La venatio o cacería de fieras, de las que se distinguen cuatro tipos: exhibición, cacería, ejecución y lucha de fieras. Era un tipo de espectáculo menos rígido, más predispuesto a la introducción de novedades, que los juegos gladiatorios. De su organización nos habla a lo largo de dos capítulos, tercero y cuatro, estando dedicado este último a la procedencia de los animales utilizados, y a las formas de caza, transporte, doma y cuidado de estos, mientras que el tercero describe el espectáculo en sí y todo lo concerniente al mismo: los lugares de celebración, los sistemas de seguridad, el personal implicado, posibles innovaciones. Como en el caso de los gladiadores, también es difícil distinguir las diferencias entre venatores, bestiarii y otros tipos de los que sólo conocemos el nombre El capítulo finaliza con una extensa y detallada descripción de todo lo concerniente a los condenados a las fieras, y con ello, de las persecuciones a los cristianos.

Con el capítulo quinto entramos en el mundo del circo. Como en los casos anteriores, es, nuevamente, una extensa y detallada descripción de la organización de las carreras, la morfología del edificio del circo, las facciones y su importancia, la relevancia de los caballos…con una destacada excepción: el capítulo quinto contiene los dos únicos epígrafes sobre aspectos religiosos y económicos relacionados con estos juegos de todo el libro, que en caso de los gladiadores quedaron reducidos a simples menciones, muy rápidas, sobre tres aspectos: su origen funerario, la frecuencia de las apuestas, y lo costoso de la realización del combate. Dichos epígrafes nos hablan de la relevancia económica de las facciones, que eran quienes poseían todo el monopolio de las carreras del cisco, y de todo el simbolismo que encerraba el edificio del circo como una posible representación del universo, así como el origen de las carreras como una forma de culto.

El capítulo quinto además desarrolla, junto al sexto, los aspectos sociales relativos a las carreras del circo y los juegos celebrados en el anfiteatro. Sin embargo, se centra únicamente en el fanatismo del público, el origen y consideración social de los gladiadores, los venatores o los aurigas, el destino miserable de estos, etc., pero centrándose principalmente en la anécdota, en aspectos sentimentales que puedan provocar bien el morbo o bien la lástima, sin intentar darles una mínima interpretación: nos habla muy extensamente de la pasión que sentían las mujeres por un gladiador, con varios ejemplos; también tenemos varios ejemplos de cómo el favor de los emperadores se convertía, a veces, en una condena; de los celos profesionales de los aurigas, con engañas durante la carrera que podían provocar la muerte del contrario….

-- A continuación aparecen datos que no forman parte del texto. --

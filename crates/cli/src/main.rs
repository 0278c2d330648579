use std::process::ExitCode;

fn main() -> Result<ExitCode, Box<dyn std::error::Error>> {
    jscope_cli::run()
}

Pero incluso esta pequeña relación de varios aspectos sociales vinculados a los juegos romanos queda, de nuevo, relegada a un segundo lugar frente a nuevas descripciones de aspectos no tratados en los capítulos anteriores, como el entrenamiento de gladiadores, venatores y aurigas y sus fases, la procedencia de estos, la morfología del ludus, condiciones para la liberación o el reclutamiento, o el entierro.

El libro finaliza con los capítulos séptimo y sexto, donde el autor se aparta de la temática general de esta obra para recoger, en el capítulo séptimo, las opiniones de los intelectuales romanos, cristianos o paganos, sobre los juegos gladiadores, así como para mencionar, por primera y última vez, la importancia política de dichos juegos, aunque sólo como plataforma para la expresión de opinión del pueblo o como forma de control de las masas, pero únicamente durante el imperio. El libro finaliza sumergiéndose en la mención, descripción e historia de los anfiteatros que aún se conservan en Francia.


viernes, 13 de noviembre de 2015

Yo, Claudia Livila (XXXIV)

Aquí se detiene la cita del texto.